Problem requirements: Please write the following entries out once more, exactly.

Stored data entries:
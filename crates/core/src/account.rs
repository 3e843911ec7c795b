//! AccountId - Validated account identifier
//!
//! Accounts are implicit aggregates over positions; the only standalone
//! account artifact is the identifier itself.

use serde::{Deserialize, Serialize};
use std::fmt;
use std::str::FromStr;
use thiserror::Error;

/// Errors that can occur when parsing account identifiers
#[derive(Error, Debug, Clone, PartialEq, Eq)]
pub enum AccountIdError {
    #[error("Empty account id")]
    Empty,

    #[error("Account id too long (max 64 chars): {0}")]
    TooLong(String),

    #[error("Invalid account id (alphanumeric, '-' and '_' only): {0}")]
    InvalidFormat(String),
}

/// A validated account identifier.
///
/// # Example
/// ```
/// use lendledger_core::AccountId;
///
/// let alice: AccountId = "alice".parse().unwrap();
/// assert_eq!(alice.as_str(), "alice");
///
/// assert!("".parse::<AccountId>().is_err());
/// assert!("no spaces".parse::<AccountId>().is_err());
/// ```
#[derive(Debug, Clone, PartialEq, Eq, Hash, PartialOrd, Ord, Serialize, Deserialize)]
#[serde(try_from = "String", into = "String")]
pub struct AccountId(String);

impl AccountId {
    /// Create a new AccountId, validating the format.
    pub fn new(id: impl Into<String>) -> Result<Self, AccountIdError> {
        let id = id.into();
        let trimmed = id.trim();

        if trimmed.is_empty() {
            return Err(AccountIdError::Empty);
        }

        if trimmed.len() > 64 {
            return Err(AccountIdError::TooLong(trimmed.to_string()));
        }

        if !trimmed
            .chars()
            .all(|c| c.is_ascii_alphanumeric() || c == '-' || c == '_')
        {
            return Err(AccountIdError::InvalidFormat(trimmed.to_string()));
        }

        Ok(Self(trimmed.to_string()))
    }

    /// The identifier as a string slice
    pub fn as_str(&self) -> &str {
        &self.0
    }
}

impl fmt::Display for AccountId {
    fn fmt(&self, f: &mut fmt::Formatter<'_>) -> fmt::Result {
        write!(f, "{}", self.0)
    }
}

impl FromStr for AccountId {
    type Err = AccountIdError;

    fn from_str(s: &str) -> Result<Self, Self::Err> {
        Self::new(s)
    }
}

impl TryFrom<String> for AccountId {
    type Error = AccountIdError;

    fn try_from(s: String) -> Result<Self, Self::Error> {
        Self::new(s)
    }
}

impl From<AccountId> for String {
    fn from(id: AccountId) -> Self {
        id.0
    }
}
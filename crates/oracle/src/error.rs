//! Oracle error types

use lendledger_core::Asset;
use thiserror::Error;

/// Oracle-related errors
///
/// Any of these aborts the ledger operation that requested the price; the
/// engine never substitutes a stale or guessed value.
#[derive(Debug, Error, Clone, PartialEq, Eq)]
pub enum OracleError {
    /// No price feed for the asset
    #[error("No price available for {asset}")]
    PriceUnavailable { asset: Asset },

    /// Quote is older than the freshness threshold
    #[error("Stale price for {asset}: quote is {age_secs}s old, threshold is {max_age_secs}s")]
    StalePrice {
        asset: Asset,
        age_secs: i64,
        max_age_secs: u64,
    },

    /// Quote value is unusable (zero or negative)
    #[error("Invalid price for {asset}: {reason}")]
    InvalidPrice { asset: Asset, reason: String },
}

Written response:
filename crates/core/src/account.rs
repository 3e843911ec7c795b
//! AccountId - Validated account identifier
//!
//! Accounts are implicit aggregates over positions; the only standalone
//! account artifact is the identifier itself.

use serde::{Deserialize, Serialize};
use std::fmt;
use std::str::FromStr;
use thiserror::Error;

/// Errors that can occur when parsing account identifiers
#[derive(Error, Debug, Clone, PartialEq, Eq)]
pub enum AccountIdError {
    #[error("Empty account id")]
    Empty,

    #[error("Account id too long (max 64 chars): {0}")]
    TooLong(String),

    #[error("Invalid account id (alphanumeric, '-' and '_' only): {0}")]
    InvalidFormat(String),
}

/// A validated account identifier.
///
/// # Example
/// ```
/// use lendledger_core::AccountId;
///
/// let alice: AccountId = "alice".parse().unwrap();
/// assert_eq!(alice.as_str(), "alice");
///
/// assert!("".parse::<AccountId>().is_err());
/// assert!("no spaces".parse::<AccountId>().is_err());
/// ```
#[derive(Debug, Clone, PartialEq, Eq, Hash, PartialOrd, Ord, Serialize, Deserialize)]
#[serde(try_from = "String", into = "String")]
pub struct AccountId(String);

impl AccountId {
    /// Create a new AccountId, validating the format.
    pub fn new(id: impl Into<String>) -> Result<Self, AccountIdError> {
        let id = id.into();
        let trimmed = id.trim();

        if trimmed.is_empty() {
            return Err(AccountIdError::Empty);
        }

        if trimmed.len() > 64 {
            return Err(AccountIdError::TooLong(trimmed.to_string()));
        }

        if !trimmed
            .chars()
            .all(|c| c.is_ascii_alphanumeric() || c == '-' || c == '_')
        {
            return Err(AccountIdError::InvalidFormat(trimmed.to_string()));
        }

        Ok(Self(trimmed.to_string()))
    }

    /// The identifier as a string slice
    pub fn as_str(&self) -> &str {
        &self.0
    }
}

impl fmt::Display for AccountId {
    fn fmt(&self, f: &mut fmt::Formatter<'_>) -> fmt::Result {
        write!(f, "{}", self.0)
    }
}

impl FromStr for AccountId {
    type Err = AccountIdError;

    fn from_str(s: &str) -> Result<Self, Self::Err> {
        Self::new(s)
    }
}

impl TryFrom<String> for AccountId {
    type Error = AccountIdError;

    fn try_from(s: String) -> Result<Self, Self::Error> {
        Self::new(s)
    }
}

impl From<AccountId> for String {
    fn from(id: AccountId) -> Self {
        id.0
    }
}
filename crates/oracle/src/error.rs
//! Oracle error types

use lendledger_core::Asset;
use thiserror::Error;

/// Oracle-related errors
///
/// Any of these aborts the ledger operation that requested the price; the
/// engine never substitutes a stale or guessed value.
#[derive(Debug, Error, Clone, PartialEq, Eq)]
pub enum OracleError {
    /// No price feed for the asset
    #[error("No price available for {asset}")]
    PriceUnavailable { asset: Asset },

    /// Quote is older than the freshness threshold
    #[error("Stale price for {asset}: quote is {age_secs}s old, threshold is {max_age_secs}s")]
    StalePrice {
        asset: Asset,
        age_secs: i64,
        max_age_secs: u64,
    },

    /// Quote value is unusable (zero or negative)
    #[error("Invalid price for {asset}: {reason}")]
    InvalidPrice { asset: Asset, reason: String },
}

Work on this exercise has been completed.